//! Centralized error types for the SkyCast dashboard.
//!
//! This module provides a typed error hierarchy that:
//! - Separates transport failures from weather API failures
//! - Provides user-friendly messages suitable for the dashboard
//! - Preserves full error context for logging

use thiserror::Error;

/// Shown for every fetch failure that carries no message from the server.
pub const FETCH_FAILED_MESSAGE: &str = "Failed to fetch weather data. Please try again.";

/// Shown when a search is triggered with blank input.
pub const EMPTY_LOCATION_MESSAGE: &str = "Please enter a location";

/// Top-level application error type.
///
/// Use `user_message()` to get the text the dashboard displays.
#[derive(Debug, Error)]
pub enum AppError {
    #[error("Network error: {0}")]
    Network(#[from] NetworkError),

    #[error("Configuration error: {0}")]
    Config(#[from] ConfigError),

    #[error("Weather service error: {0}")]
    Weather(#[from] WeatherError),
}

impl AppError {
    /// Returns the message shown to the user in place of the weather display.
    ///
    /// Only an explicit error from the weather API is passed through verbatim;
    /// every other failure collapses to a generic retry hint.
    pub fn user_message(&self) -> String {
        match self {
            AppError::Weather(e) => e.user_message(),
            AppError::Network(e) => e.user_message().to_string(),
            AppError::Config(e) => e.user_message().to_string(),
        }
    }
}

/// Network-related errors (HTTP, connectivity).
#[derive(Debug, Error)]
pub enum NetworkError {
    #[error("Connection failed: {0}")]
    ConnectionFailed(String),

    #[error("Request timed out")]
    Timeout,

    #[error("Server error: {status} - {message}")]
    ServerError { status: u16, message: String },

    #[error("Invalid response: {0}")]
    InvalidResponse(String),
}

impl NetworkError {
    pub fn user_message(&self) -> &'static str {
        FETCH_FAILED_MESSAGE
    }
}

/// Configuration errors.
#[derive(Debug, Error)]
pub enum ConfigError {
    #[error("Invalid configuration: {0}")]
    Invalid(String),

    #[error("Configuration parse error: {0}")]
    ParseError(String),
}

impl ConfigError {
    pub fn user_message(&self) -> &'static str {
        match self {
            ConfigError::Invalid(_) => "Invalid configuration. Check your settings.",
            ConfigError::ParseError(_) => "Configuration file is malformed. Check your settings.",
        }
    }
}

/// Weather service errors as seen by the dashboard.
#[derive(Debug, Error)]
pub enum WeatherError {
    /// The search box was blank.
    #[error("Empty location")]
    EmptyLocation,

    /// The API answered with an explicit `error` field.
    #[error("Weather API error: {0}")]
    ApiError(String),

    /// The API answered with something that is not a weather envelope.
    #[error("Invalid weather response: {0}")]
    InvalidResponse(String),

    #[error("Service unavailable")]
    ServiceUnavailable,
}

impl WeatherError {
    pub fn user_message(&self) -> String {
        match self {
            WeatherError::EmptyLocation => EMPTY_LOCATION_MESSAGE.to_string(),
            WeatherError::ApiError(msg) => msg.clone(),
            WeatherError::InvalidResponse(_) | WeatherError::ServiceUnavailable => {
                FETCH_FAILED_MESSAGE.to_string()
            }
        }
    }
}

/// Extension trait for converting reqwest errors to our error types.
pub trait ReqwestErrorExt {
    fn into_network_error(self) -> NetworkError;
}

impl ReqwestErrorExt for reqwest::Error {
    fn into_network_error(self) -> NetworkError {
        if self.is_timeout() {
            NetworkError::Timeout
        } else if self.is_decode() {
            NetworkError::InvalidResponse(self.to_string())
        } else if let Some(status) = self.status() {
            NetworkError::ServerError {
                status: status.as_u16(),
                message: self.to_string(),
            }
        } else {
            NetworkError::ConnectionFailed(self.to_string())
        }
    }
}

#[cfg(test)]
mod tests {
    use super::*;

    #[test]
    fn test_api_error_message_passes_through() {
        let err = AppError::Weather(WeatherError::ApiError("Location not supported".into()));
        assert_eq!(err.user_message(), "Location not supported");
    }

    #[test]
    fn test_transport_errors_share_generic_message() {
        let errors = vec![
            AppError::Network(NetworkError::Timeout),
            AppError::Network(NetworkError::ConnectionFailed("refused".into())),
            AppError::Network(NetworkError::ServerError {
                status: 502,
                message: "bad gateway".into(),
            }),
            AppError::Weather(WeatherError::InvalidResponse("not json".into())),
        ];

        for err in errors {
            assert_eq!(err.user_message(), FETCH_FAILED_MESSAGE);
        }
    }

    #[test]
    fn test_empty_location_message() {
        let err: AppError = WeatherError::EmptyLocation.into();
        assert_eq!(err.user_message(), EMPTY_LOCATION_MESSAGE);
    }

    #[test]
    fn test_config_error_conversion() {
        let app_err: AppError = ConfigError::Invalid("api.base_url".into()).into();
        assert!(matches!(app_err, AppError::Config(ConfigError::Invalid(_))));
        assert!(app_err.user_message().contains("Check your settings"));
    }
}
...
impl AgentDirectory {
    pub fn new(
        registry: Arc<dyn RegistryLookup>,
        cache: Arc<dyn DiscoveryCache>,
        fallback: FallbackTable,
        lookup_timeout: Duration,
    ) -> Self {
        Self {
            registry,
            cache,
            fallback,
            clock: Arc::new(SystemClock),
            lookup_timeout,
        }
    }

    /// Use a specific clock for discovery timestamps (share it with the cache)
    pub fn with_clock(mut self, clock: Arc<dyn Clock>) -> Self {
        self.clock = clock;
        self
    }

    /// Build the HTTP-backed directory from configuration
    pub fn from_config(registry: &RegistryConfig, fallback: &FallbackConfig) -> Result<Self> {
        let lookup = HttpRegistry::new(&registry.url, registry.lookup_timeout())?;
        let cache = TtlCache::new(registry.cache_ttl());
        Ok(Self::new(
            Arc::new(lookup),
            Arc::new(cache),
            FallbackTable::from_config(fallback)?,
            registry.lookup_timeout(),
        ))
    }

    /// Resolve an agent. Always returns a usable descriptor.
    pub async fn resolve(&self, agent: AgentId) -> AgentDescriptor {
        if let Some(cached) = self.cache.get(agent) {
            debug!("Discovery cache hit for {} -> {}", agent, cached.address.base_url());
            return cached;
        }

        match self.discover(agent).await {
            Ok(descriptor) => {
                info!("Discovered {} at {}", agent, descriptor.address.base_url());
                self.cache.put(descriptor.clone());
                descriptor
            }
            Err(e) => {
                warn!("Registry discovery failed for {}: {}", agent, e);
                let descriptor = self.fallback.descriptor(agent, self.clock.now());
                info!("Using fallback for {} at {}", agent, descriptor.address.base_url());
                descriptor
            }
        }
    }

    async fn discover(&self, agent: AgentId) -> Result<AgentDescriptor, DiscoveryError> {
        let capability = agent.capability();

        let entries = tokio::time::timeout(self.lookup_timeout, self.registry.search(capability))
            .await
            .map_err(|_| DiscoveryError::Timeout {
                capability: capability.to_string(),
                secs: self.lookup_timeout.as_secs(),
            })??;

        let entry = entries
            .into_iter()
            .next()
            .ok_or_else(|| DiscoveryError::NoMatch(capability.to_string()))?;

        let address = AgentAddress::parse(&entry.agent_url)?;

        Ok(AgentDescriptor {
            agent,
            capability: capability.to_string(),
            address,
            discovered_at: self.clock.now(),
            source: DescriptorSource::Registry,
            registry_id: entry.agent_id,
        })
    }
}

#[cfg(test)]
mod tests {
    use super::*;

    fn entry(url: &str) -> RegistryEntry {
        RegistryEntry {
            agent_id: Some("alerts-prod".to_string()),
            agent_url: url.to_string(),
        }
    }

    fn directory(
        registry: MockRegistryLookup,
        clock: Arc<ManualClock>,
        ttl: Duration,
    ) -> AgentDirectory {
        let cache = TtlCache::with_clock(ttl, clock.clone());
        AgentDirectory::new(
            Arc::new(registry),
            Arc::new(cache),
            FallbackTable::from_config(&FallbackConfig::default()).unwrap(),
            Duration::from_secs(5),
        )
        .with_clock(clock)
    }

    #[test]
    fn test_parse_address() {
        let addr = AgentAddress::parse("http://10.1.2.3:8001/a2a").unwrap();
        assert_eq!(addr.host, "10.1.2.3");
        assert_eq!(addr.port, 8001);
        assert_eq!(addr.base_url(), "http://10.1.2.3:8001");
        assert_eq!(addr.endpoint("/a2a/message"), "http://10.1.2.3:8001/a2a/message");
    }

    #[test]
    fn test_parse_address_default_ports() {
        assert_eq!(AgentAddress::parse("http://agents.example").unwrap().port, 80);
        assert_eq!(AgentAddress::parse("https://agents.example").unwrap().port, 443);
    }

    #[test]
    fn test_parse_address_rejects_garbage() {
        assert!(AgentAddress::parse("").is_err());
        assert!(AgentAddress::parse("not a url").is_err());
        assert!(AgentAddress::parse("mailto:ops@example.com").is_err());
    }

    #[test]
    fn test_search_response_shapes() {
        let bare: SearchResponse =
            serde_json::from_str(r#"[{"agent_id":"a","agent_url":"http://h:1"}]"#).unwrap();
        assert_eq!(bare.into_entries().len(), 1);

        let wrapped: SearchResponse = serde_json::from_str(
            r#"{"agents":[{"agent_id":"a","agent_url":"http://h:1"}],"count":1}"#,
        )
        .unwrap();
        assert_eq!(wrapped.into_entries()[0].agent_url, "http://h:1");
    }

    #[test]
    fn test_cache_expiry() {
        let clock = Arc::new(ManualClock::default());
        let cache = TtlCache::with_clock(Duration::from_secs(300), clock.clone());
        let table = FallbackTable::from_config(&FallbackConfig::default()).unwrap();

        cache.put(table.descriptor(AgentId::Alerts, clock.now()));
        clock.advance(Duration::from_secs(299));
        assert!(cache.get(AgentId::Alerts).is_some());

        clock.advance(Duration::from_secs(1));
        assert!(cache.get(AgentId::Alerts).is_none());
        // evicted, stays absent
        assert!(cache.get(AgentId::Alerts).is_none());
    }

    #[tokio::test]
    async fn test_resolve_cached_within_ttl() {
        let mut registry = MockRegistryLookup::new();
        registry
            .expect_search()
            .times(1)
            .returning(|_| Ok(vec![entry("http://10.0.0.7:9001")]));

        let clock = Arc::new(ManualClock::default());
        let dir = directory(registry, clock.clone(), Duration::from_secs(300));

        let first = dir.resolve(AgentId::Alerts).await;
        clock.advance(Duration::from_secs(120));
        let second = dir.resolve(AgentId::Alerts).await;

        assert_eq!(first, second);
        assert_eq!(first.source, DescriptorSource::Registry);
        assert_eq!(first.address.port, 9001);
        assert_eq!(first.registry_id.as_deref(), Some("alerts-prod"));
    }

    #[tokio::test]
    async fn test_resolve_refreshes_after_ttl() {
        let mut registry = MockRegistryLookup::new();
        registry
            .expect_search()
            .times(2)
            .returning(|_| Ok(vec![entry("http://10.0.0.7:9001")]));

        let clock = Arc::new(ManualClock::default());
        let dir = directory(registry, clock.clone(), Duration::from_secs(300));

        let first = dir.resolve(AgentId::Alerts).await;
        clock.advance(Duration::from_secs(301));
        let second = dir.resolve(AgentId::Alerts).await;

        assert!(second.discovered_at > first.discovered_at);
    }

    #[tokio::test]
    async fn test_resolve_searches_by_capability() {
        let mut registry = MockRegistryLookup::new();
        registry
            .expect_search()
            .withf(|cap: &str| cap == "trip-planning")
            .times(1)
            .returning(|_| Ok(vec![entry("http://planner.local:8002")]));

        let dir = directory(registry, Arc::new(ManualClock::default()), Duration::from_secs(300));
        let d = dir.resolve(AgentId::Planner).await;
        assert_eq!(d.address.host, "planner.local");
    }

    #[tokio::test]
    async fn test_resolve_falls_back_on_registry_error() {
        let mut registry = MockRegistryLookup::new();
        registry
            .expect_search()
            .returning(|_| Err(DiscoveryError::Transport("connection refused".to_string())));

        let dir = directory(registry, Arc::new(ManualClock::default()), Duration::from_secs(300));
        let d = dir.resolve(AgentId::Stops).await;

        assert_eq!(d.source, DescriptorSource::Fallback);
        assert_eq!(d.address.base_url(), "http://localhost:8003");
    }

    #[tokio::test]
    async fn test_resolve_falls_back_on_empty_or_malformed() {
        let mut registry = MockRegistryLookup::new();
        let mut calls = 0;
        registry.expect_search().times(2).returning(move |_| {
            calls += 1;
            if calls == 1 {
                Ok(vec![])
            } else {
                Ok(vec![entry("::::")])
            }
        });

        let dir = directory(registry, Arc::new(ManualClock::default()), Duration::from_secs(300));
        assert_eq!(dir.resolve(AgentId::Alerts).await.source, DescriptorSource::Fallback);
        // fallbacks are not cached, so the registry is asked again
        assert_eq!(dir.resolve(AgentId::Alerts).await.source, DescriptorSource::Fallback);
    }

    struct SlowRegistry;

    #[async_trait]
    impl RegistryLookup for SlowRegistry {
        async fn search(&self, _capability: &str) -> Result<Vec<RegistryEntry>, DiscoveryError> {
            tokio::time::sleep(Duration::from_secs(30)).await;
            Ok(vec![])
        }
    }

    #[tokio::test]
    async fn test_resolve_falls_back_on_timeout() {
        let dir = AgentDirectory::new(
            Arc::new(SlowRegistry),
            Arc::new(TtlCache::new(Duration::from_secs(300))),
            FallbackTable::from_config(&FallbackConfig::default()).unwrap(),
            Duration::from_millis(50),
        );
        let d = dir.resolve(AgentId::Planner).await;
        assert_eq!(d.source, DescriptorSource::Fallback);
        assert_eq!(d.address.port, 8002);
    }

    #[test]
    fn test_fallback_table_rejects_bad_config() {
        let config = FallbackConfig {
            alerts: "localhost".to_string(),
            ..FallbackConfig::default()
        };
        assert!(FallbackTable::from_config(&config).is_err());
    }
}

Aim of the exercise -
Please count how many lines of the listing include the word "types", giving the number by itself.

Result for this task -
2